Car enthusiasts and racing professionals are perpetually searching for ways to improve their car's performance. Auto makers are constantly searching for new ways of increasing fuel economy and decreasing auto emissions. Both of these groups have achieved success by insulating the exhaust systems of the internal combustion engine.
Insulating the exhaust system has been shown to increase an engine's performance. This is accomplished by hastening the exit of combusted gasses in the exhaust system and allowing the engine to accept a greater volume of cooler intake air. The applicant's research has shown that every ten degree fahrenheit (10.degree. F.) drop in air intake temperature causes a one percent (1%) increase in horsepower in engines with a carburetor, and a two percent (2%) increase in horsepower with turbo charged engines. The combusted gasses begin to cool as soon as they leave the chamber and, therefore, lose velocity. Thus, insulating the pipes of the exhaust system keeps the gasses at as high a temperature as possible and increases their exit velocity. The increased exit of combusted gasses reduces exhaust or back pressure and allows the engine to accept a greater volume of cooler intake air.

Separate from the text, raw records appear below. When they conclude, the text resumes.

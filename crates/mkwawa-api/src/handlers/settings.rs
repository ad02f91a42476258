//! Handlers for the configuration registry: years, outstations, cells and
//! the church location.
//!
//! | Method   | Path | Notes |
//! |----------|------|-------|
//! | `GET`    | `/years` | |
//! | `POST`   | `/years` | Body: `{"year":2025,"is_current":true}` |
//! | `GET`    | `/years/current` | 422 when none is current |
//! | `PUT`    | `/years/current` | Body: `{"year":2025}` |
//! | `DELETE` | `/years/:id` | 422 for the current year, 409 while referenced |
//! | `GET`/`POST` | `/outstations` | |
//! | `GET`/`PUT`/`DELETE` | `/outstations/:id` | |
//! | `GET`/`POST` | `/cells` | Optional `?outstation_id=` |
//! | `GET`/`PUT`/`DELETE` | `/cells/:id` | |
//! | `GET`    | `/church-locations` | |
//! | `POST`   | `/church-locations` | `?replace=false` refuses to displace an active location |
//! | `GET`    | `/church-locations/active` | `null` when none is set |
//! | `PUT`    | `/church-locations/:id/activate` | |
//! | `DELETE` | `/church-locations/:id` | |

use axum::{
  Json,
  extract::{Path, Query, State},
  http::StatusCode,
  response::IntoResponse,
};
use mkwawa_core::{
  auth::Capability,
  collab::Collaborators,
  settings::{
    Cell, CellForm, ChurchLocation, NewChurchLocation, NewYear, OutStation,
    OutStationForm, Year,
  },
  store::ParishStore,
};
use serde::Deserialize;
use tracing::warn;
use uuid::Uuid;

use crate::{AppState, auth::Caller, error::ApiError};

// ─── Years ────────────────────────────────────────────────────────────────────

/// `GET /years`
pub async fn list_years<S, C>(
  State(state): State<AppState<S, C>>,
  caller: Caller,
) -> Result<Json<Vec<Year>>, ApiError>
where
  S: ParishStore + 'static,
  C: Collaborators,
{
  caller.require(Capability::ViewSettings)?;
  Ok(Json(state.parish.list_years().await?))
}

/// `POST /years`
pub async fn create_year<S, C>(
  State(state): State<AppState<S, C>>,
  caller: Caller,
  Json(body): Json<NewYear>,
) -> Result<impl IntoResponse, ApiError>
where
  S: ParishStore + 'static,
  C: Collaborators,
{
  caller.require(Capability::ManageSettings)?;
  let year = state.parish.create_year(body).await?;
  Ok((StatusCode::CREATED, Json(year)))
}

/// `GET /years/current`
pub async fn current_year<S, C>(
  State(state): State<AppState<S, C>>,
  caller: Caller,
) -> Result<Json<Year>, ApiError>
where
  S: ParishStore + 'static,
  C: Collaborators,
{
  caller.require(Capability::ViewSettings)?;
  Ok(Json(state.parish.current_year().await?))
}

#[derive(Debug, Deserialize)]
pub struct CurrentYearBody {
  pub year: i32,
}

/// `PUT /years/current`
pub async fn set_current_year<S, C>(
  State(state): State<AppState<S, C>>,
  caller: Caller,
  Json(body): Json<CurrentYearBody>,
) -> Result<Json<Year>, ApiError>
where
  S: ParishStore + 'static,
  C: Collaborators,
{
  caller.require(Capability::ManageSettings)?;
  Ok(Json(state.parish.set_current_year(body.year).await?))
}

/// `DELETE /years/:id`
pub async fn delete_year<S, C>(
  State(state): State<AppState<S, C>>,
  caller: Caller,
  Path(id): Path<Uuid>,
) -> Result<StatusCode, ApiError>
where
  S: ParishStore + 'static,
  C: Collaborators,
{
  caller.require(Capability::ManageSettings)?;
  state.parish.delete_year(id).await?;
  Ok(StatusCode::NO_CONTENT)
}

// ─── Outstations ──────────────────────────────────────────────────────────────

/// `GET /outstations`
pub async fn list_outstations<S, C>(
  State(state): State<AppState<S, C>>,
  caller: Caller,
) -> Result<Json<Vec<OutStation>>, ApiError>
where
  S: ParishStore + 'static,
  C: Collaborators,
{
  caller.require(Capability::ViewSettings)?;
  Ok(Json(state.parish.list_outstations().await?))
}

/// `POST /outstations`
pub async fn create_outstation<S, C>(
  State(state): State<AppState<S, C>>,
  caller: Caller,
  Json(body): Json<OutStationForm>,
) -> Result<impl IntoResponse, ApiError>
where
  S: ParishStore + 'static,
  C: Collaborators,
{
  caller.require(Capability::ManageSettings)?;
  let outstation = state.parish.create_outstation(body).await?;
  Ok((StatusCode::CREATED, Json(outstation)))
}

/// `GET /outstations/:id`
pub async fn get_outstation<S, C>(
  State(state): State<AppState<S, C>>,
  caller: Caller,
  Path(id): Path<Uuid>,
) -> Result<Json<OutStation>, ApiError>
where
  S: ParishStore + 'static,
  C: Collaborators,
{
  caller.require(Capability::ViewSettings)?;
  Ok(Json(state.parish.get_outstation(id).await?))
}

/// `PUT /outstations/:id`
pub async fn update_outstation<S, C>(
  State(state): State<AppState<S, C>>,
  caller: Caller,
  Path(id): Path<Uuid>,
  Json(body): Json<OutStationForm>,
) -> Result<Json<OutStation>, ApiError>
where
  S: ParishStore + 'static,
  C: Collaborators,
{
  caller.require(Capability::ManageSettings)?;
  Ok(Json(state.parish.update_outstation(id, body).await?))
}

/// `DELETE /outstations/:id`: cascades to cells; refused while offerings
/// reference the outstation.
pub async fn delete_outstation<S, C>(
  State(state): State<AppState<S, C>>,
  caller: Caller,
  Path(id): Path<Uuid>,
) -> Result<StatusCode, ApiError>
where
  S: ParishStore + 'static,
  C: Collaborators,
{
  caller.require(Capability::ManageSettings)?;
  state.parish.delete_outstation(id).await?;
  Ok(StatusCode::NO_CONTENT)
}

// ─── Cells ────────────────────────────────────────────────────────────────────

#[derive(Debug, Deserialize)]
pub struct CellParams {
  pub outstation_id: Option<Uuid>,
}

/// `GET /cells[?outstation_id=<uuid>]`
pub async fn list_cells<S, C>(
  State(state): State<AppState<S, C>>,
  caller: Caller,
  Query(params): Query<CellParams>,
) -> Result<Json<Vec<Cell>>, ApiError>
where
  S: ParishStore + 'static,
  C: Collaborators,
{
  caller.require(Capability::ViewSettings)?;
  Ok(Json(state.parish.list_cells(params.outstation_id).await?))
}

/// `POST /cells`
pub async fn create_cell<S, C>(
  State(state): State<AppState<S, C>>,
  caller: Caller,
  Json(body): Json<CellForm>,
) -> Result<impl IntoResponse, ApiError>
where
  S: ParishStore + 'static,
  C: Collaborators,
{
  caller.require(Capability::ManageSettings)?;
  let cell = state.parish.create_cell(body).await?;
  Ok((StatusCode::CREATED, Json(cell)))
}

/// `GET /cells/:id`
pub async fn get_cell<S, C>(
  State(state): State<AppState<S, C>>,
  caller: Caller,
  Path(id): Path<Uuid>,
) -> Result<Json<Cell>, ApiError>
where
  S: ParishStore + 'static,
  C: Collaborators,
{
  caller.require(Capability::ViewSettings)?;
  Ok(Json(state.parish.get_cell(id).await?))
}

/// `PUT /cells/:id`
pub async fn update_cell<S, C>(
  State(state): State<AppState<S, C>>,
  caller: Caller,
  Path(id): Path<Uuid>,
  Json(body): Json<CellForm>,
) -> Result<Json<Cell>, ApiError>
where
  S: ParishStore + 'static,
  C: Collaborators,
{
  caller.require(Capability::ManageSettings)?;
  Ok(Json(state.parish.update_cell(id, body).await?))
}

/// `DELETE /cells/:id`
pub async fn delete_cell<S, C>(
  State(state): State<AppState<S, C>>,
  caller: Caller,
  Path(id): Path<Uuid>,
) -> Result<StatusCode, ApiError>
where
  S: ParishStore + 'static,
  C: Collaborators,
{
  caller.require(Capability::ManageSettings)?;
  state.parish.delete_cell(id).await?;
  Ok(StatusCode::NO_CONTENT)
}

// ─── Church location ──────────────────────────────────────────────────────────

/// `GET /church-locations`
pub async fn list_church_locations<S, C>(
  State(state): State<AppState<S, C>>,
  caller: Caller,
) -> Result<Json<Vec<ChurchLocation>>, ApiError>
where
  S: ParishStore + 'static,
  C: Collaborators,
{
  caller.require(Capability::ViewSettings)?;
  Ok(Json(state.parish.list_church_locations().await?))
}

#[derive(Debug, Deserialize)]
pub struct LocationParams {
  #[serde(default = "default_replace")]
  pub replace: bool,
}

fn default_replace() -> bool { true }

/// `POST /church-locations[?replace=false]`
///
/// The location is saved and returned at once. A missing altitude is looked
/// up in the background and stored when the elevation service answers.
pub async fn set_church_location<S, C>(
  State(state): State<AppState<S, C>>,
  caller: Caller,
  Query(params): Query<LocationParams>,
  Json(body): Json<NewChurchLocation>,
) -> Result<impl IntoResponse, ApiError>
where
  S: ParishStore + 'static,
  C: Collaborators,
{
  caller.require(Capability::ManageSettings)?;
  let location = if params.replace {
    state.parish.set_church_location(body).await?
  } else {
    state.parish.insert_church_location(body).await?
  };

  if location.altitude.is_none() {
    let parish = state.parish.clone();
    let pending = location.clone();
    tokio::spawn(async move {
      if let Err(e) = parish.resolve_altitude(&pending).await {
        warn!(id = %pending.id, error = %e, "could not store church altitude");
      }
    });
  }
  Ok((StatusCode::CREATED, Json(location)))
}

/// `GET /church-locations/active`
pub async fn active_church_location<S, C>(
  State(state): State<AppState<S, C>>,
  caller: Caller,
) -> Result<Json<Option<ChurchLocation>>, ApiError>
where
  S: ParishStore + 'static,
  C: Collaborators,
{
  caller.require(Capability::ViewSettings)?;
  Ok(Json(state.parish.active_church_location().await?))
}

/// `PUT /church-locations/:id/activate`
pub async fn activate_church_location<S, C>(
  State(state): State<AppState<S, C>>,
  caller: Caller,
  Path(id): Path<Uuid>,
) -> Result<Json<ChurchLocation>, ApiError>
where
  S: ParishStore + 'static,
  C: Collaborators,
{
  caller.require(Capability::ManageSettings)?;
  Ok(Json(state.parish.activate_church_location(id).await?))
}

/// `DELETE /church-locations/:id`
pub async fn delete_church_location<S, C>(
  State(state): State<AppState<S, C>>,
  caller: Caller,
  Path(id): Path<Uuid>,
) -> Result<StatusCode, ApiError>
where
  S: ParishStore + 'static,
  C: Collaborators,
{
  caller.require(Capability::ManageSettings)?;
  state.parish.delete_church_location(id).await?;
  Ok(StatusCode::NO_CONTENT)
}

Performance is improved due to a cleaner air-fuel mixture and the increased flow of air-fuel mixture into the combustion chamber. A cleaner air-fuel mixture results in more complete combustion of fuel, thereby increasing fuel efficiency and decreasing fuel consumption and emissions.

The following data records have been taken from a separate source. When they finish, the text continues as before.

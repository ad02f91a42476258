//! Notification dispatcher types: in-app notifications and the log of
//! outbound SMS.

use chrono::{DateTime, Utc};
use serde::{Deserialize, Serialize};
use strum::{AsRefStr, Display, EnumString};
use uuid::Uuid;

use crate::{Error, Result, validate};

#[derive(Debug, Clone, PartialEq, Eq, Serialize, Deserialize)]
pub struct Notification {
  pub id:           Uuid,
  pub title:        String,
  pub message:      String,
  pub recipient_id: Uuid,
  pub is_read:      bool,
  pub created_at:   DateTime<Utc>,
}

/// A batch notification: one row and one SMS per distinct recipient.
#[derive(Debug, Clone, Serialize, Deserialize)]
pub struct Dispatch {
  pub title:         String,
  pub message:       String,
  pub recipient_ids: Vec<Uuid>,
}

impl Dispatch {
  /// Checks the text fields and removes duplicate recipients, keeping the
  /// first occurrence of each.
  pub fn normalise(mut self) -> Result<Self> {
    validate::required("title", &self.title)?;
    validate::required("message", &self.message)?;
    let mut seen = std::collections::HashSet::new();
    self.recipient_ids.retain(|id| seen.insert(*id));
    if self.recipient_ids.is_empty() {
      return Err(Error::validation("recipient_ids", "at least one recipient is required"));
    }
    Ok(self)
  }
}

/// A stored notification with the recipient details needed to text them.
#[derive(Debug, Clone)]
pub struct NotificationDelivery {
  pub notification: Notification,
  pub full_name:    String,
  pub phone_number: String,
}

#[derive(Debug, Clone, Serialize)]
pub struct DispatchReport {
  pub notifications: Vec<Notification>,
  pub sms_sent:      usize,
  pub sms_failed:    usize,
}

#[derive(Debug, Clone, Default, Deserialize)]
pub struct NotificationQuery {
  pub recipient_id: Option<Uuid>,
  pub title:        Option<String>,
  pub is_read:      Option<bool>,
}

// ─── SMS log ─────────────────────────────────────────────────────────────────

#[derive(
  Debug, Clone, Copy, PartialEq, Eq, Default, Serialize, Deserialize,
  Display, EnumString, AsRefStr,
)]
#[serde(rename_all = "UPPERCASE")]
#[strum(serialize_all = "UPPERCASE", ascii_case_insensitive)]
pub enum SmsStatus {
  #[default]
  Pending,
  Sent,
  Delivered,
  Error,
  Unknown,
}

impl SmsStatus {
  /// Map a gateway status name; unrecognised names become `Unknown`.
  pub fn from_gateway(name: &str) -> Self {
    name.trim().parse().unwrap_or(Self::Unknown)
  }
}

#[derive(Debug, Clone, PartialEq, Eq, Serialize, Deserialize)]
pub struct SentSms {
  pub id:           Uuid,
  pub recipient_id: Option<Uuid>,
  pub phone_number: String,
  pub message:      String,
  pub request_id:   String,
  pub status:       SmsStatus,
  pub sent_at:      DateTime<Utc>,
}

#[derive(Debug, Clone)]
pub struct NewSentSms {
  pub recipient_id: Option<Uuid>,
  pub phone_number: String,
  pub message:      String,
  pub request_id:   String,
  pub status:       SmsStatus,
}

// ─── Message templates ───────────────────────────────────────────────────────

/// Default address members use to request an account after approval.
pub const DEFAULT_ACCOUNT_REQUEST_URL: &str =
  "https://www.kkktmkwawa.com/accounts/request-account/";

/// Welcome SMS sent when a member becomes active.
pub fn approval_message(full_name: &str, member_id: &str, account_url: &str) -> String {
  format!(
    "Hongera {full_name}! Umeidhinishwa kuwa mshirika hai wa KKKT Mkwawa. \
     Kitambulisho chako cha uanachama ni {member_id}. Tumia ID hii kuomba \
     akaunti au kubadilisha nenosiri kupitia {account_url}. Karibu sana \
     katika jumuiya yetu!"
  )
}

/// SMS body for a dispatched notification. The title is not included.
pub fn notification_sms(full_name: &str, message: &str) -> String {
  format!("Ndugu {full_name}, {message}")
}

#[cfg(test)]
mod tests {
  use super::*;

  #[test]
  fn dispatch_deduplicates_recipients() {
    let a = Uuid::new_v4();
    let b = Uuid::new_v4();
    let d = Dispatch {
      title:         "Mkutano".into(),
      message:       "Karibu".into(),
      recipient_ids: vec![a, b, a, a],
    }
    .normalise()
    .unwrap();
    assert_eq!(d.recipient_ids, vec![a, b]);
  }

  #[test]
  fn dispatch_needs_recipients() {
    let d = Dispatch { title: "t".into(), message: "m".into(), recipient_ids: vec![] };
    assert!(d.normalise().is_err());
  }

  #[test]
  fn templates() {
    let body = approval_message("John Doe", "AB12CD34EF56GH78IJ90", DEFAULT_ACCOUNT_REQUEST_URL);
    assert!(body.contains("AB12CD34EF56GH78IJ90"));
    assert!(body.contains(DEFAULT_ACCOUNT_REQUEST_URL));
    assert!(body.contains("Tumia ID hii kuomba akaunti"));
    assert_eq!(notification_sms("Jane", "Ibada ni saa tatu"), "Ndugu Jane, Ibada ni saa tatu");
  }

  #[test]
  fn gateway_status_names() {
    assert_eq!(SmsStatus::from_gateway("PENDING"), SmsStatus::Pending);
    assert_eq!(SmsStatus::from_gateway("delivered"), SmsStatus::Delivered);
    assert_eq!(SmsStatus::from_gateway("REJECTED"), SmsStatus::Unknown);
  }
}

Insulated exhaust systems improve the safety of the engine and increase the life of many of its parts. The under-the-hood temperature is decreased by an insulated exhaust system. Such insulation prevents heat escape along the exhaust system. This reduction in temperature will extend the life of electrical and electronic engine components, especially starters. Insulated exhaust systems allow for a cooler cab or cockpit temperature as well as reducing the incidence of burns to mechanics during maintenance. Insulated exhaust systems have fewer header fires and the system itself lasts longer because less corrosion-causing condensation of sulfur, nitrogen oxide, and other compounds occurs.
Many methods of insulating exhaust systems have been used. Heat shields are employed in engines, not to insulate the exhaust system, but to protect other engine parts adversely effected by extreme heat. Ceramic spray coating of the system is well known in the art, but it is expensive to apply and is not as effective as the present invention. Other types of ceramic-containing products, such as high silica ceramic fiber, have been tried but are expensive and not durable.
A number of insulating wraps and tapes are well-known in the art, and while these can be effective, they are often hard to apply and they often unravel or wear over time. Furthermore, these wraps do not possess the insulating properties of the present invention.